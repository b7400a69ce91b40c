//! Expected argument schemas
//!
//! A small static lookup of the argument shapes models most often get wrong.
//! When argument parsing fails, the executor embeds the documented schema in
//! the error so the next model turn can retry with the right shape.

use suite_gateway_llm::types::ParameterSchema;

/// Tool name -> compact schema shown to the model.
const KNOWN_SCHEMAS: &[(&str, &str)] = &[
    (
        "execute_python",
        r#"{"code": "string (required, Python source to run)", "purpose": "string (short description of what the code does)"}"#,
    ),
    ("get_mining_stats", r#"{"period": "string (optional, e.g. \"24h\")"}"#),
    ("get_system_status", r#"{}"#),
    ("list_agents", r#"{"status": "string (optional: active|idle|all)"}"#),
    (
        "list_tasks",
        r#"{"status": "string (optional: pending|in_progress|completed)", "limit": "integer (optional)"}"#,
    ),
    (
        "create_task",
        r#"{"title": "string (required)", "description": "string (required)", "priority": "integer (optional, 1-10)", "assignee": "string (optional)"}"#,
    ),
    (
        "assign_task",
        r#"{"task_id": "string (required)", "agent_id": "string (required)"}"#,
    ),
    (
        "search_knowledge",
        r#"{"query": "string (required)", "limit": "integer (optional)"}"#,
    ),
    (
        "send_notification",
        r#"{"channel": "string (required)", "message": "string (required)"}"#,
    ),
];

/// Documented schema for a tool, if it is one of the well-known ones.
pub fn known_schema(tool_name: &str) -> Option<&'static str> {
    KNOWN_SCHEMAS
        .iter()
        .find(|(name, _)| *name == tool_name)
        .map(|(_, schema)| *schema)
}

/// Render the schema to embed in an argument error.
///
/// Falls back to the registered parameter schema, then to a generic hint.
pub fn expected_schema(tool_name: &str, registered: Option<&ParameterSchema>) -> String {
    if let Some(schema) = known_schema(tool_name) {
        return schema.to_string();
    }
    match registered {
        Some(schema) => render_parameter_schema(schema),
        None => "a JSON object of named arguments".to_string(),
    }
}

/// Compact `{"name": "type (required)"}` rendering of a parameter schema.
pub fn render_parameter_schema(schema: &ParameterSchema) -> String {
    let properties = match schema.properties.as_ref() {
        Some(p) if !p.is_empty() => p,
        _ => return "{}".to_string(),
    };
    let required = schema.required_names();

    let mut names: Vec<&String> = properties.keys().collect();
    names.sort();

    let mut map = serde_json::Map::new();
    for name in names {
        let prop = &properties[name];
        let marker = if required.contains(name) {
            "required"
        } else {
            "optional"
        };
        map.insert(
            name.clone(),
            serde_json::Value::String(format!("{} ({})", prop.schema_type, marker)),
        );
    }
    serde_json::Value::Object(map).to_string()
}
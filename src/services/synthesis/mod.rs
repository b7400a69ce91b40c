//! Result Synthesis
//!
//! Natural-language answers from tool output, and the deterministic
//! emergency report used when no AI provider is reachable.

pub mod emergency;
pub mod synthesizer;

pub use emergency::{default_emergency_rules, EmergencyFallback, EmergencyReport, EmergencyRule};
pub use synthesizer::{template_summary, ResultSynthesizer, Synthesis};
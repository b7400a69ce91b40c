//! Gateway Configuration
//!
//! `GatewayConfig` is loaded once at startup from a TOML file. Every field has
//! a serde default so a partial (or missing) file still yields a runnable
//! gateway; `validate()` rejects configurations the cascade cannot run with.

use serde::{Deserialize, Serialize};
use std::collections::HashSet;
use std::path::Path;

use suite_gateway_core::{CoreError, CoreResult};
use suite_gateway_llm::types::{AuthStyle, ProviderDescriptor, WireFormat};

use crate::services::tools::router::ToolRoute;

/// Environment variable naming the config file.
pub const CONFIG_PATH_ENV: &str = "SUITE_GATEWAY_CONFIG";
/// Config file used when `SUITE_GATEWAY_CONFIG` is unset.
pub const DEFAULT_CONFIG_PATH: &str = "gateway.toml";

/// Top-level gateway configuration.
#[derive(Debug, Clone, Serialize, Deserialize)]
pub struct GatewayConfig {
    #[serde(default)]
    pub server: ServerSettings,
    #[serde(default)]
    pub breaker: BreakerSettings,
    #[serde(default)]
    pub pipeline: PipelineSettings,
    #[serde(default = "default_providers")]
    pub providers: Vec<ProviderDescriptor>,
    #[serde(default = "default_executives")]
    pub executives: Vec<ExecutiveConfig>,
    #[serde(default)]
    pub services: ServicesSettings,
}

impl Default for GatewayConfig {
    fn default() -> Self {
        Self {
            server: ServerSettings::default(),
            breaker: BreakerSettings::default(),
            pipeline: PipelineSettings::default(),
            providers: default_providers(),
            executives: default_executives(),
            services: ServicesSettings::default(),
        }
    }
}

/// HTTP listener and outer request deadline.
#[derive(Debug, Clone, Serialize, Deserialize)]
pub struct ServerSettings {
    #[serde(default = "default_host")]
    pub host: String,
    #[serde(default = "default_port")]
    pub port: u16,
    /// Deadline for one whole chat request, cascade and tools included
    #[serde(default = "default_request_timeout_ms")]
    pub request_timeout_ms: u64,
}

fn default_host() -> String {
    "0.0.0.0".to_string()
}

fn default_port() -> u16 {
    8080
}

fn default_request_timeout_ms() -> u64 {
    55_000
}

impl Default for ServerSettings {
    fn default() -> Self {
        Self {
            host: default_host(),
            port: default_port(),
            request_timeout_ms: default_request_timeout_ms(),
        }
    }
}

/// Circuit breaker thresholds.
#[derive(Debug, Clone, Serialize, Deserialize)]
pub struct BreakerSettings {
    #[serde(default = "default_failure_threshold")]
    pub failure_threshold: u32,
    #[serde(default = "default_reset_window_secs")]
    pub reset_window_secs: u64,
}

fn default_failure_threshold() -> u32 {
    5
}

fn default_reset_window_secs() -> u64 {
    300
}

impl Default for BreakerSettings {
    fn default() -> Self {
        Self {
            failure_threshold: default_failure_threshold(),
            reset_window_secs: default_reset_window_secs(),
        }
    }
}

/// Agentic loop limits.
#[derive(Debug, Clone, Serialize, Deserialize)]
pub struct PipelineSettings {
    /// Model turns allowed per request (tool round trips included)
    #[serde(default = "default_max_tool_iterations")]
    pub max_tool_iterations: usize,
    #[serde(default = "default_synthesis_max_tokens")]
    pub synthesis_max_tokens: u32,
    #[serde(default = "default_synthesis_timeout_ms")]
    pub synthesis_timeout_ms: u64,
    /// Hard timeout for one tool dispatch
    #[serde(default = "default_tool_timeout_ms")]
    pub tool_timeout_ms: u64,
    /// Conversation history turns kept when building the prompt
    #[serde(default = "default_history_limit")]
    pub history_limit: usize,
    /// Executive used by `POST /chat`
    #[serde(default = "default_executive")]
    pub default_executive: String,
    /// Answer from tools directly when every provider fails
    #[serde(default = "default_true")]
    pub emergency_fallback: bool,
}

fn default_max_tool_iterations() -> usize {
    5
}

fn default_synthesis_max_tokens() -> u32 {
    1024
}

fn default_synthesis_timeout_ms() -> u64 {
    20_000
}

fn default_tool_timeout_ms() -> u64 {
    30_000
}

fn default_history_limit() -> usize {
    20
}

fn default_executive() -> String {
    "cso".to_string()
}

fn default_true() -> bool {
    true
}

impl Default for PipelineSettings {
    fn default() -> Self {
        Self {
            max_tool_iterations: default_max_tool_iterations(),
            synthesis_max_tokens: default_synthesis_max_tokens(),
            synthesis_timeout_ms: default_synthesis_timeout_ms(),
            tool_timeout_ms: default_tool_timeout_ms(),
            history_limit: default_history_limit(),
            default_executive: default_executive(),
            emergency_fallback: true,
        }
    }
}

/// One executive persona served by the gateway.
#[derive(Debug, Clone, PartialEq, Serialize, Deserialize)]
pub struct ExecutiveConfig {
    pub name: String,
    pub title: String,
    #[serde(default)]
    pub persona: String,
    /// Provider moved to the front of the cascade for this executive
    #[serde(default, skip_serializing_if = "Option::is_none")]
    pub prefer_provider: Option<String>,
}

impl ExecutiveConfig {
    pub fn new(name: impl Into<String>, title: impl Into<String>) -> Self {
        Self {
            name: name.into(),
            title: title.into(),
            persona: String::new(),
            prefer_provider: None,
        }
    }

    pub fn with_persona(mut self, persona: impl Into<String>) -> Self {
        self.persona = persona.into();
        self
    }

    pub fn with_prefer_provider(mut self, provider: impl Into<String>) -> Self {
        self.prefer_provider = Some(provider.into());
        self
    }
}

/// Downstream collaborators: tool routing and audit.
#[derive(Debug, Clone, Default, Serialize, Deserialize)]
pub struct ServicesSettings {
    /// Base URL of the tool-routing service, e.g. `https://x.functions.example/v1`
    #[serde(default, skip_serializing_if = "Option::is_none")]
    pub base_url: Option<String>,
    /// Environment variable holding the service key sent to routed services
    #[serde(default, skip_serializing_if = "Option::is_none")]
    pub service_key_env: Option<String>,
    /// Where audit records are POSTed. Unset logs them instead.
    #[serde(default, skip_serializing_if = "Option::is_none")]
    pub audit_endpoint: Option<String>,
    /// Proxy for all outbound HTTP
    #[serde(default, skip_serializing_if = "Option::is_none")]
    pub proxy: Option<String>,
    /// Tool routing table. Empty uses the built-in routes.
    #[serde(default)]
    pub routes: Vec<ToolRoute>,
}

fn default_providers() -> Vec<ProviderDescriptor> {
    vec![
        ProviderDescriptor::new(
            "gemini",
            WireFormat::Gemini,
            "https://generativelanguage.googleapis.com/v1beta/models/{model}:generateContent",
            "gemini-2.0-flash",
            1,
        )
        .with_timeout_ms(15_000)
        .with_api_key_env("GEMINI_API_KEY")
        .with_auth(AuthStyle::Header("x-goog-api-key".to_string())),
        ProviderDescriptor::new(
            "deepseek",
            WireFormat::OpenAI,
            "https://api.deepseek.com/chat/completions",
            "deepseek-chat",
            2,
        )
        .with_timeout_ms(20_000)
        .with_api_key_env("DEEPSEEK_API_KEY"),
        ProviderDescriptor::new(
            "openrouter",
            WireFormat::OpenAI,
            "https://openrouter.ai/api/v1/chat/completions",
            "meta-llama/llama-3.3-70b-instruct",
            3,
        )
        .with_timeout_ms(25_000)
        .with_api_key_env("OPENROUTER_API_KEY")
        .with_max_tools(64),
        ProviderDescriptor::new(
            "kimi",
            WireFormat::OpenAI,
            "https://api.moonshot.ai/v1/chat/completions",
            "kimi-k2-0711-preview",
            4,
        )
        .with_timeout_ms(25_000)
        .with_api_key_env("KIMI_API_KEY")
        .with_max_tools(128),
    ]
}

fn default_executives() -> Vec<ExecutiveConfig> {
    vec![
        ExecutiveConfig::new("cso", "Chief Strategy Officer").with_persona(
            "You coordinate the suite: you answer general questions, summarize mining and \
             agent activity, and delegate work to agents through tasks.",
        ),
        ExecutiveConfig::new("cto", "Chief Technology Officer")
            .with_persona(
                "You own the technical stack: code, infrastructure health, and running \
                 analyses with execute_python.",
            )
            .with_prefer_provider("deepseek"),
        ExecutiveConfig::new("cio", "Chief Information Officer")
            .with_persona("You handle knowledge, documents, and image or data interpretation.")
            .with_prefer_provider("gemini"),
        ExecutiveConfig::new("cao", "Chief Analytics Officer").with_persona(
            "You analyze metrics: mining performance, task throughput, and trends.",
        ),
    ]
}

impl GatewayConfig {
    /// Load from `$SUITE_GATEWAY_CONFIG` (or `gateway.toml`), then apply
    /// `HOST`/`PORT` overrides and validate.
    pub fn load_from_env() -> CoreResult<Self> {
        let path =
            std::env::var(CONFIG_PATH_ENV).unwrap_or_else(|_| DEFAULT_CONFIG_PATH.to_string());
        let mut config = Self::load(Path::new(&path))?;
        config.apply_env_overrides(
            std::env::var("HOST").ok().as_deref(),
            std::env::var("PORT").ok().as_deref(),
        )?;
        config.validate()?;
        Ok(config)
    }

    /// Load a TOML file. A missing file yields the defaults.
    pub fn load(path: &Path) -> CoreResult<Self> {
        if !path.exists() {
            tracing::info!(path = %path.display(), "Config file not found, using defaults");
            return Ok(Self::default());
        }
        let raw = std::fs::read_to_string(path)?;
        Self::from_toml_str(&raw)
    }

    pub fn from_toml_str(raw: &str) -> CoreResult<Self> {
        toml::from_str(raw).map_err(|e| CoreError::parse(format!("invalid gateway config: {}", e)))
    }

    /// Container-style `HOST`/`PORT` overrides.
    pub fn apply_env_overrides(&mut self, host: Option<&str>, port: Option<&str>) -> CoreResult<()> {
        if let Some(host) = host.filter(|h| !h.trim().is_empty()) {
            self.server.host = host.trim().to_string();
        }
        if let Some(port) = port.filter(|p| !p.trim().is_empty()) {
            self.server.port = port
                .trim()
                .parse()
                .map_err(|e| CoreError::config(format!("invalid PORT '{}': {}", port, e)))?;
        }
        Ok(())
    }

    /// Reject configurations the cascade cannot run with.
    pub fn validate(&self) -> CoreResult<()> {
        if self.providers.is_empty() {
            return Err(CoreError::validation("at least one provider must be configured"));
        }

        let mut seen = HashSet::new();
        for provider in &self.providers {
            if provider.name.trim().is_empty() {
                return Err(CoreError::validation("provider name must not be empty"));
            }
            if !seen.insert(provider.name.as_str()) {
                return Err(CoreError::validation(format!(
                    "duplicate provider name '{}'",
                    provider.name
                )));
            }
            if provider.timeout_ms == 0 {
                return Err(CoreError::validation(format!(
                    "provider '{}' has a zero timeout",
                    provider.name
                )));
            }
        }

        if self.server.request_timeout_ms == 0 {
            return Err(CoreError::validation("server.request_timeout_ms must be positive"));
        }
        if self.pipeline.max_tool_iterations == 0 {
            return Err(CoreError::validation("pipeline.max_tool_iterations must be positive"));
        }

        let mut executives = HashSet::new();
        for executive in &self.executives {
            if !executives.insert(executive.name.as_str()) {
                return Err(CoreError::validation(format!(
                    "duplicate executive '{}'",
                    executive.name
                )));
            }
            if let Some(preferred) = &executive.prefer_provider {
                if !seen.contains(preferred.as_str()) {
                    return Err(CoreError::validation(format!(
                        "executive '{}' prefers unknown provider '{}'",
                        executive.name, preferred
                    )));
                }
            }
        }
        if !executives.contains(self.pipeline.default_executive.as_str()) {
            return Err(CoreError::validation(format!(
                "default executive '{}' is not configured",
                self.pipeline.default_executive
            )));
        }

        Ok(())
    }

    pub fn executive(&self, name: &str) -> Option<&ExecutiveConfig> {
        self.executives.iter().find(|e| e.name == name)
    }

    pub fn bind_addr(&self) -> String {
        format!("{}:{}", self.server.host, self.server.port)
    }
}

- - - -

## What to do
Return each line of the data that contains the string "ServicesSettings".

## Problem solution
    pub services: ServicesSettings,
            services: ServicesSettings::default(),
pub struct ServicesSettings {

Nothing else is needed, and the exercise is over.